The securities have not been and will not be registered under the United States Securities Act of 1933, as amended and may not be offered or sold in the United States absent registration or an applicable exemption from the registration requirement. This press release shall not constitute an offer to sell or the solicitation of an offer to buy nor shall there be any sale of the securities in any jurisdiction in which such offer, solicitation or sale would be unlawful.
For further information:
Good2GoRTO Corp.
Sandra Hall, Director
Email: shall@bellnet.ca
FRX Polymers Inc.
Marc-Andre Lebel, President & Chief Executive Officer
Email: mlebel@frxpolymers.com
Disclaimers
Neither the TSXV nor its Regulation Services Provider (as that term is defined in the policies of the TSXV) accepts responsibility for the adequacy or accuracy of this release.
Notice on Forward Looking Information
This press release contains forward-looking statements and forward-looking information (collectively, "forward-looking statements") within the meaning of applicable securities laws. Any statements that are contained in this press release that are not statements of historical fact may be deemed to be forward-looking statements. Forward-looking statements are often identified by terms such as "may", "should", "anticipate", "will", "estimates", "believes", "intends" "expects" and similar expressions which are intended to identify forward-looking statements. More particularly and without limitation, this press release contains forward-looking statements with respect to the completion of the Proposed Transaction and the Offering, the terms on which the Proposed Transaction and Offering are intended to be completed, the ability to obtain regulatory and shareholder approvals, the listing of the Resulting Issuer Shares on the TSXV, and other factors.

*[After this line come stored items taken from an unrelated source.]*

pub mod design;
pub mod fir_engine;
pub mod meter;
pub mod response;

pub use design::{CoefficientSet, FilterKind, FilterSpec, design};
pub use fir_engine::{CoefficientUpdater, FilterEngine, SharedEngine};
pub use meter::{PowerLevel, level_db, mean_magnitude, normalize_level};
pub use response::{frequency_response, magnitude_db};
use std::fs::File;
use std::io::BufReader;
use std::path::Path;

use hound::{WavReader, WavSpec, WavWriter};

/// Write mono samples as a 32-bit float WAV file
pub fn save_wav<P: AsRef<Path>>(
    path: P,
    samples: &[f32],
    sample_rate: u32,
) -> Result<(), hound::Error> {
    let spec = WavSpec {
        channels: 1,
        sample_rate,
        bits_per_sample: 32,
        sample_format: hound::SampleFormat::Float,
    };

    let mut writer = WavWriter::create(path, spec)?;

    for &sample in samples {
        writer.write_sample(sample)?;
    }

    writer.finalize()?;
    Ok(())
}

/// Read a WAV file, keeping only its first channel
///
/// Returns the samples scaled to `[-1, 1]` and the file's sample rate.
pub fn read_wav_mono<P: AsRef<Path>>(path: P) -> Result<(Vec<f32>, u32), hound::Error> {
    let reader = WavReader::open(path.as_ref())?;
    let spec = reader.spec();
    let interleaved = read_samples(reader, &spec)?;

    let samples = interleaved
        .iter()
        .step_by(spec.channels.max(1) as usize)
        .copied()
        .collect();

    Ok((samples, spec.sample_rate))
}

fn read_samples(
    mut reader: WavReader<BufReader<File>>,
    spec: &WavSpec,
) -> Result<Vec<f32>, hound::Error> {
    match spec.sample_format {
        hound::SampleFormat::Float => reader.samples::<f32>().collect(),
        hound::SampleFormat::Int => {
            // 32-bit files overflow an i32 power of two
            let max_val = 2f32.powi(spec.bits_per_sample as i32 - 1);
            reader
                .samples::<i32>()
                .map(|s| s.map(|v| v as f32 / max_val))
                .collect()
        }
    }
}

#[cfg(test)]
mod tests {
    use super::*;

    #[test]
    fn test_save_and_read_mono() {
        let path =
            std::env::temp_dir().join(format!("firstream_wav_{}.wav", std::process::id()));
        let samples = vec![0.0, 0.25, -0.5, 1.0];

        save_wav(&path, &samples, 22050).unwrap();
        let (read, rate) = read_wav_mono(&path).unwrap();
        let _ = std::fs::remove_file(&path);

        assert_eq!(rate, 22050);
        assert_eq!(read, samples);
    }

    #[test]
    fn test_read_keeps_first_channel() {
        let path =
            std::env::temp_dir().join(format!("firstream_stereo_{}.wav", std::process::id()));
        let spec = WavSpec {
            channels: 2,
            sample_rate: 8000,
            bits_per_sample: 16,
            sample_format: hound::SampleFormat::Int,
        };
        let mut writer = WavWriter::create(&path, spec).unwrap();
        for (left, right) in [(16384i16, -1i16), (-16384, 1)] {
            writer.write_sample(left).unwrap();
            writer.write_sample(right).unwrap();
        }
        writer.finalize().unwrap();

        let (read, _) = read_wav_mono(&path).unwrap();
        let _ = std::fs::remove_file(&path);
        assert_eq!(read, vec![0.5, -0.5]);
    }

    #[test]
    fn test_read_32_bit_int() {
        let path =
            std::env::temp_dir().join(format!("firstream_int32_{}.wav", std::process::id()));
        let spec = WavSpec {
            channels: 1,
            sample_rate: 44100,
            bits_per_sample: 32,
            sample_format: hound::SampleFormat::Int,
        };
        let mut writer = WavWriter::create(&path, spec).unwrap();
        for sample in [0i32, 1 << 30, i32::MIN, i32::MAX] {
            writer.write_sample(sample).unwrap();
        }
        writer.finalize().unwrap();

        let (read, rate) = read_wav_mono(&path).unwrap();
        let _ = std::fs::remove_file(&path);

        assert_eq!(rate, 44100);
        assert_eq!(read.len(), 4);
        assert_eq!(read[0], 0.0);
        assert_eq!(read[1], 0.5);
        assert_eq!(read[2], -1.0);
        assert!((read[3] - 1.0).abs() < 1e-6);
    }
}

The Corporation cautions that all forward-looking statements are inherently uncertain, and that actual performance may be affected by a number of material factors, assumptions and expectations, many of which are beyond the control of the Corporation and FRX, including that the Offering will be completed on currently anticipated terms or at all, that the Proposed Transaction will be completed on currently anticipated terms or at all, and that all applicable shareholder and regulatory approvals for the Proposed Transaction will be received, as well as other risks and uncertainties, including those described in the Corporation's final prospectus dated April 7, 2021 filed with the British Columbia Securities Commission, the Alberta Securities Commission and the Ontario Securities Commission and available on SEDAR at www.sedar.com. The reader is cautioned that assumptions used in the preparation of any forward-looking statements may prove to be incorrect. Events or circumstances may cause actual results to differ materially from those predicted as a result of numerous known and unknown risks, uncertainties and other factors, many of which are beyond the control of the Corporation. The reader is cautioned not to place undue reliance on any forward-looking statements. Such information, although considered reasonable by management at the time of preparation, may prove to be incorrect and actual results may differ materially from those anticipated. Forward-looking statements contained in this press release are expressly qualified by this cautionary statement.
The forward-looking statements contained in this press release are made as of the date of this press release, and the Corporation does not undertake any obligation to update publicly or to revise any of the included forward-looking statements, whether as a result of new information, future events or otherwise, except as expressly required by securities law.
This press release shall not constitute an offer to sell or the solicitation of an offer to buy any securities in any jurisdiction.
Not for distribution to U.S. news wire services or for dissemination in the United States.
1 Assuming the Proposed Transaction closes on February 28, 2022 (for purposes of calculating the conversion on interest bearing convertible securities).